Since tree of life only comes in saddle or green, if i were to get a green Forest - i could not ever get tree of life since then i would be doing a sublicate).


----------



## luvmy4brats (Nov 9, 2008)

That's a very good idea. I've pretty much told myself the same thing..No duplicates. Although, since the green Forest is my daughter's, that one doesn't count.

I'm leaning towards buying myself either a Creekbed Maple or Dragonfly Pond..Both of which I think would be beautiful in green.


----------



## dzeiter (Feb 28, 2009)

You all are SSSSOOOOOO evil!  I'm completely in love with my kindle 2 and bought the amazon cover at the same time I ordered the kindle.
The cover works quite well.
BUT OOOOOOO NOOOOOO!!!!    I have to go to KINDLE BOARDS and here about Decal Girl skins and Oberon covers!!!!
SO  - I've just ordered ROH in purple and the starry night skin!

THANK YOU SOOOO MUCH!!!!


----------



## ELDogStar (Dec 19, 2008)

dzeiter said:


> You all are SSSSOOOOOO evil! I'm completely in love with my kindle 2 and bought the amazon cover at the same time I ordered the kindle.
> The cover works quite well.
> BUT OOOOOOO NOOOOOO!!!!  I have to go to KINDLE BOARDS and here about Decal Girl skins and Oberon covers!!!!
> SO - I've just ordered ROH in purple and the starry night skin!
> ...


You are most welcome!

HAHA!

Eric


----------



## Leslie (Apr 7, 2008)

Welcome dzeiter! Glad to have you here and glad to have you join the cult club of the accessory crazed crazy.

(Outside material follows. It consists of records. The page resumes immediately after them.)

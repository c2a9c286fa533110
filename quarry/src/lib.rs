//! Quarry resolves company fundamentals across several upstream sources.
//!
//! Overview
//! - Sources implement [`SourceAdapter`] and are tried in priority order. The first
//!   one returning a record for the requested period type wins; empty responses,
//!   transient failures and timeouts fall through to the next source.
//! - Structural failures (bad symbol, rejected credentials) abort immediately.
//! - Resolved records are written to a [`CacheStore`]. A staleness policy decides
//!   when a cached record must be refreshed, including eager retries while required
//!   metrics are missing or suspect.
//! - Concurrent requests for the same symbol and period share one resolution, and a
//!   semaphore bounds how many resolutions hit upstream sources at once.
//!
//! ```rust,ignore
//! use std::sync::Arc;
//! use std::time::Duration;
//! use quarry::{Engine, PeriodType};
//! use quarry_yahoo::{Yahoo, YahooConfig};
//!
//! let yahoo = Yahoo::new(&YahooConfig::default())?;
//! let engine = Engine::builder()
//!     .with_sources(yahoo.sources())
//!     .refresh_interval(Duration::from_secs(6 * 3600))
//!     .max_concurrency(4)
//!     .build()?;
//!
//! let res = engine.resolve_fundamentals("RELIANCE", PeriodType::Quarterly).await?;
//! if let Some(f) = res.fundamentals() {
//!     println!("{} from {}", f.period_end_date, f.source_id);
//! }
//! ```
#![warn(missing_docs)]

mod batch;
mod core;
mod flight;
mod resolver;

pub use crate::core::{Engine, EngineBuilder};

pub use quarry_core::{
    BatchReport, CacheEntry, CacheStore, CanonicalFundamentals, EngineConfig, EntryKey,
    MetricClass, MetricKey, MetricValue, NotAvailable, PeriodType, QuarryError, QuotaConfig,
    RawPeriodRecord, RefreshPolicy, Resolution, SourceAdapter, SourceKey, Symbol,
    SymbolOutcome,
};
pub use quarry_middleware::{MemoryStore, SourceBuilder};
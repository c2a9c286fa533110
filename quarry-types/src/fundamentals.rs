//! Canonical fundamentals records, raw provider records and cache entries.

use std::collections::BTreeMap;

use chrono::{DateTime, NaiveDate, Utc};
use serde::{Deserialize, Serialize};

use crate::metrics::{MetricKey, MetricValue, PeriodType};
use crate::source::SourceKey;
use crate::symbol::Symbol;

/// Normalized, provider-independent fundamentals for one symbol and one reporting period.
#[derive(Debug, Clone, PartialEq, Eq, Serialize, Deserialize)]
#[serde(rename_all = "camelCase")]
pub struct CanonicalFundamentals {
    /// Exchange-qualified ticker.
    pub symbol: Symbol,
    /// End of the fiscal period represented.
    pub period_end_date: NaiveDate,
    /// Reporting cadence.
    pub period_type: PeriodType,
    /// One entry per [`MetricKey`]; missing metrics are present with `value: None`.
    pub metrics: BTreeMap<MetricKey, MetricValue>,
    /// Source adapter that produced the record.
    pub source_id: SourceKey,
    /// When the record was resolved.
    pub resolved_at: DateTime<Utc>,
}

impl CanonicalFundamentals {
    /// Look up one metric; absent keys read as [`MetricValue::MISSING`].
    #[must_use]
    pub fn metric(&self, key: MetricKey) -> MetricValue {
        self.metrics.get(&key).copied().unwrap_or(MetricValue::MISSING)
    }

    /// True when `key` has a value that is not a suspect zero.
    #[must_use]
    pub fn has_trusted(&self, key: MetricKey) -> bool {
        self.metric(key).is_trusted()
    }
}

/// One reporting period in a source's native payload shape.
///
/// Adapters never normalize `raw`; the resolver extracts metrics from it.
#[derive(Debug, Clone, PartialEq, Serialize, Deserialize)]
#[serde(rename_all = "camelCase")]
pub struct RawPeriodRecord {
    /// End of the fiscal period.
    pub period_end_date: NaiveDate,
    /// Cadence the source reported this period under.
    pub period_type: PeriodType,
    /// Provider-native object.
    pub raw: serde_json::Value,
}

impl RawPeriodRecord {
    /// Build a record from its parts.
    #[must_use]
    pub const fn new(
        period_end_date: NaiveDate,
        period_type: PeriodType,
        raw: serde_json::Value,
    ) -> Self {
        Self {
            period_end_date,
            period_type,
            raw,
        }
    }
}

/// Key of one cache row: quarterly and annual records are tracked independently.
#[derive(Debug, Clone, PartialEq, Eq, Hash, PartialOrd, Ord, Serialize, Deserialize)]
#[serde(rename_all = "camelCase")]
pub struct EntryKey {
    /// Exchange-qualified ticker.
    pub symbol: Symbol,
    /// Reporting cadence.
    pub period_type: PeriodType,
}

impl EntryKey {
    /// Build a key.
    #[must_use]
    pub const fn new(symbol: Symbol, period_type: PeriodType) -> Self {
        Self {
            symbol,
            period_type,
        }
    }
}

impl core::fmt::Display for EntryKey {
    fn fmt(&self, f: &mut core::fmt::Formatter<'_>) -> core::fmt::Result {
        write!(f, "{}/{}", self.symbol, self.period_type)
    }
}

/// Cached resolution state for one [`EntryKey`].
#[derive(Debug, Clone, PartialEq, Eq, Serialize, Deserialize)]
#[serde(rename_all = "camelCase")]
pub struct CacheEntry {
    /// Row key.
    pub key: EntryKey,
    /// Time of the most recent resolution attempt.
    pub last_resolved_at: DateTime<Utc>,
    /// Latest successfully resolved record.
    pub canonical: Option<CanonicalFundamentals>,
    /// Attempts in a row that exhausted every source; reset on success.
    pub consecutive_failures: u32,
    /// Successful resolutions in a row that still lacked a required metric; reset when
    /// a resolution is complete.
    #[serde(default)]
    pub incomplete_refreshes: u32,
}

impl CacheEntry {
    /// Entry for a key that has never been resolved.
    #[must_use]
    pub const fn empty(key: EntryKey, now: DateTime<Utc>) -> Self {
        Self {
            key,
            last_resolved_at: now,
            canonical: None,
            consecutive_failures: 0,
            incomplete_refreshes: 0,
        }
    }

    /// Attempts spent on eager retries so far.
    #[must_use]
    pub const fn eager_attempts(&self) -> u32 {
        self.consecutive_failures
            .saturating_add(self.incomplete_refreshes)
    }
}

/// Outcome of a fundamentals request that did not fail structurally.
#[derive(Debug, Clone, PartialEq, Eq, Serialize, Deserialize)]
#[serde(tag = "status", rename_all = "snake_case")]
pub enum Resolution {
    /// A canonical record is available (fresh from cache or newly resolved).
    Resolved(CanonicalFundamentals),
    /// Every source came back empty.
    NotAvailable(NotAvailable),
}

impl Resolution {
    /// The canonical record, if resolved.
    #[must_use]
    pub const fn fundamentals(&self) -> Option<&CanonicalFundamentals> {
        match self {
            Self::Resolved(f) => Some(f),
            Self::NotAvailable(_) => None,
        }
    }

    /// True for [`Resolution::Resolved`].
    #[must_use]
    pub const fn is_resolved(&self) -> bool {
        matches!(self, Self::Resolved(_))
    }
}

/// Details of an exhausted resolution.
#[derive(Debug, Clone, PartialEq, Eq, Serialize, Deserialize)]
#[serde(rename_all = "camelCase")]
pub struct NotAvailable {
    /// Requested symbol.
    pub symbol: Symbol,
    /// Requested cadence.
    pub period_type: PeriodType,
    /// Failure counter after this attempt.
    pub consecutive_failures: u32,
    /// Previously stored record, if any, for callers that can serve stale data.
    pub last_known: Option<CanonicalFundamentals>,
}
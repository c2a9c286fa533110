use async_trait::async_trait;
use chrono::NaiveDate;

use quarry_types::{PeriodType, QuarryError, RawPeriodRecord, SourceKey, Symbol};

/// One upstream fundamentals source behind a uniform fetch contract.
///
/// Implementations translate their provider's request options and response envelope
/// into [`RawPeriodRecord`]s, leaving `raw` in the provider's native shape. Field
/// normalization happens centrally in the resolver.
///
/// An empty vector means "this source has nothing for the symbol" and is not an
/// error. Errors should be reserved for failures: return a structural error (see
/// [`QuarryError::is_structural`]) only when calling any other source would fail the
/// same way.
#[async_trait]
pub trait SourceAdapter: Send + Sync {
    /// Stable identifier used in priority configuration and as `source_id`.
    fn key(&self) -> SourceKey;

    /// Fetch periods of `period_type` ending on or after `since`.
    async fn fetch(
        &self,
        symbol: &Symbol,
        period_type: PeriodType,
        since: NaiveDate,
    ) -> Result<Vec<RawPeriodRecord>, QuarryError>;
}
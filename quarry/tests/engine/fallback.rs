use std::sync::Arc;
use std::time::Duration;

use quarry::{MetricKey, PeriodType, QuarryError, Resolution};
use quarry_mock::MockSource;
use rust_decimal::Decimal;

use crate::helpers::*;

#[tokio::test]
async fn falls_back_to_statement_history_when_timeseries_is_empty() {
    init_tracing();
    let timeseries = Arc::new(MockSource::empty("TimeSeries"));
    let history = Arc::new(MockSource::returning(
        "StatementHistory",
        vec![statement_record(
            day(2024, 6, 30),
            PeriodType::Quarterly,
            &[("totalRevenue", 2_500_000), ("netIncome", 0)],
        )],
    ));
    let chart = Arc::new(MockSource::returning(
        "EarningsChart",
        vec![earnings_record(day(2024, 6, 30), 1, 1)],
    ));
    let engine = engine_with(&[&timeseries, &history, &chart]).build().unwrap();

    let res = engine
        .resolve_fundamentals("RELIANCE", PeriodType::Quarterly)
        .await
        .unwrap();
    let f = res.fundamentals().expect("resolved");

    assert_eq!(f.symbol.as_str(), RELIANCE);
    assert_eq!(f.source_id.as_str(), "StatementHistory");
    assert_eq!(f.period_end_date, day(2024, 6, 30));

    let revenue = f.metric(MetricKey::TotalRevenue);
    assert_eq!(revenue.value, Some(Decimal::from(2_500_000)));
    assert!(!revenue.suspect);

    let net = f.metric(MetricKey::NetIncome);
    assert_eq!(net.value, Some(Decimal::ZERO));
    assert!(net.suspect, "zero from an upstream payload is suspect");

    assert_eq!(timeseries.calls(), 1);
    assert_eq!(history.calls(), 1);
    assert_eq!(chart.calls(), 0);
}

#[tokio::test]
async fn first_source_with_records_wins() {
    let a = Arc::new(MockSource::returning("A", vec![complete(day(2024, 3, 31))]));
    let b = Arc::new(MockSource::returning("B", vec![complete(day(2024, 6, 30))]));
    let engine = engine_with(&[&a, &b]).build().unwrap();

    let res = engine
        .resolve_fundamentals(TCS, PeriodType::Quarterly)
        .await
        .unwrap();

    assert_eq!(res.fundamentals().unwrap().source_id.as_str(), "A");
    assert_eq!(res.fundamentals().unwrap().period_end_date, day(2024, 3, 31));
    assert_eq!(b.calls(), 0);
}

#[tokio::test]
async fn picks_latest_period_of_requested_cadence() {
    let a = Arc::new(MockSource::returning(
        "A",
        vec![
            statement_record(day(2023, 12, 31), PeriodType::Quarterly, &[("totalRevenue", 1)]),
            statement_record(day(2024, 3, 31), PeriodType::Annual, &[("totalRevenue", 2)]),
            statement_record(day(2024, 3, 31), PeriodType::Quarterly, &[("totalRevenue", 3)]),
        ],
    ));
    let engine = engine_with(&[&a]).build().unwrap();

    let q = engine
        .resolve_fundamentals(TCS, PeriodType::Quarterly)
        .await
        .unwrap();
    let f = q.fundamentals().unwrap();
    assert_eq!(f.period_type, PeriodType::Quarterly);
    assert_eq!(f.metric(MetricKey::TotalRevenue).value, Some(Decimal::from(3)));
}

#[tokio::test]
async fn records_of_the_wrong_cadence_fall_through() {
    let a = Arc::new(MockSource::returning(
        "A",
        vec![statement_record(day(2024, 3, 31), PeriodType::Annual, &[("totalRevenue", 9)])],
    ));
    let b = Arc::new(MockSource::returning("B", vec![complete(day(2024, 3, 31))]));
    let engine = engine_with(&[&a, &b]).build().unwrap();

    let res = engine
        .resolve_fundamentals(TCS, PeriodType::Quarterly)
        .await
        .unwrap();

    assert_eq!(res.fundamentals().unwrap().source_id.as_str(), "B");
    assert_eq!(a.calls(), 1);
}

#[tokio::test]
async fn all_sources_empty_reports_not_available() {
    let a = Arc::new(MockSource::empty("A"));
    let b = Arc::new(MockSource::empty("B"));
    let engine = engine_with(&[&a, &b]).build().unwrap();

    let res = engine
        .resolve_fundamentals(INFY, PeriodType::Quarterly)
        .await
        .unwrap();

    match res {
        Resolution::NotAvailable(na) => {
            assert_eq!(na.symbol.as_str(), INFY);
            assert_eq!(na.consecutive_failures, 1);
            assert!(na.last_known.is_none());
        }
        other => panic!("expected NotAvailable, got {other:?}"),
    }
    assert_eq!((a.calls(), b.calls()), (1, 1));

    let entry = engine
        .cached(INFY, PeriodType::Quarterly)
        .await
        .unwrap()
        .expect("failure is recorded");
    assert_eq!(entry.consecutive_failures, 1);
    assert!(entry.canonical.is_none());
}

#[tokio::test]
async fn structural_error_aborts_the_walk() {
    init_tracing();
    let a = Arc::new(MockSource::failing(
        "A",
        QuarryError::unauthorized("A", "invalid crumb"),
    ));
    let b = Arc::new(MockSource::returning("B", vec![complete(day(2024, 3, 31))]));
    let engine = engine_with(&[&a, &b]).build().unwrap();

    let err = engine
        .resolve_fundamentals(TCS, PeriodType::Quarterly)
        .await
        .unwrap_err();

    assert!(matches!(err, QuarryError::Unauthorized { .. }), "got {err:?}");
    assert_eq!(b.calls(), 0);
    assert!(
        engine.cached(TCS, PeriodType::Quarterly).await.unwrap().is_none(),
        "structural failures leave the store untouched"
    );
}

#[tokio::test]
async fn transient_errors_fall_through() {
    let a = Arc::new(MockSource::failing("A", QuarryError::connector("A", "HTTP 503")));
    let b = Arc::new(MockSource::failing("B", QuarryError::rate_limited("B", Some(1_000))));
    let c = Arc::new(MockSource::returning("C", vec![complete(day(2024, 3, 31))]));
    let engine = engine_with(&[&a, &b, &c]).build().unwrap();

    let res = engine
        .resolve_fundamentals(TCS, PeriodType::Quarterly)
        .await
        .unwrap();

    assert_eq!(res.fundamentals().unwrap().source_id.as_str(), "C");
}

#[tokio::test]
async fn timed_out_source_falls_through() {
    let slow = Arc::new(MockSource::hanging("Slow"));
    let fast = Arc::new(MockSource::returning("Fast", vec![complete(day(2024, 3, 31))]));
    let engine = engine_with(&[&slow, &fast])
        .provider_timeout(Duration::from_millis(50))
        .build()
        .unwrap();

    let res = engine
        .resolve_fundamentals(TCS, PeriodType::Quarterly)
        .await
        .unwrap();

    assert_eq!(res.fundamentals().unwrap().source_id.as_str(), "Fast");
    assert_eq!(slow.calls(), 1);
}

#[tokio::test]
async fn invalid_symbol_is_rejected_before_any_source_call() {
    let a = Arc::new(MockSource::returning("A", vec![complete(day(2024, 3, 31))]));
    let engine = engine_with(&[&a]).build().unwrap();

    let err = engine
        .resolve_fundamentals("AAPL.US", PeriodType::Quarterly)
        .await
        .unwrap_err();

    assert!(matches!(err, QuarryError::InvalidSymbol(_)));
    assert_eq!(a.calls(), 0);
}

#[tokio::test]
async fn sources_receive_the_lookback_window() {
    let a = Arc::new(MockSource::returning("A", vec![complete(day(2024, 3, 31))]));
    let engine = engine_with(&[&a])
        .lookback(Duration::from_secs(30 * 86_400))
        .build()
        .unwrap();

    engine
        .resolve_fundamentals(TCS, PeriodType::Annual)
        .await
        .unwrap();

    let call = &a.requests()[0];
    assert_eq!(call.symbol.as_str(), TCS);
    assert_eq!(call.period_type, PeriodType::Annual);
    let expected = (chrono::Utc::now() - chrono::TimeDelta::days(30)).date_naive();
    assert!((expected - call.since).num_days().abs() <= 1);
}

Purple ROH and the starry night skin is a fantastic combination.

L


----------



## kdawna (Feb 16, 2009)

So far I have held off not purchasing an Oberon cover or the Decalgirl skins... but I find myself on here several times a day looking at pictures of everyone's new covers and skins trying to decide for sure what I want. They look so nice!  I am enjoying this board very much. 
Kdawna


----------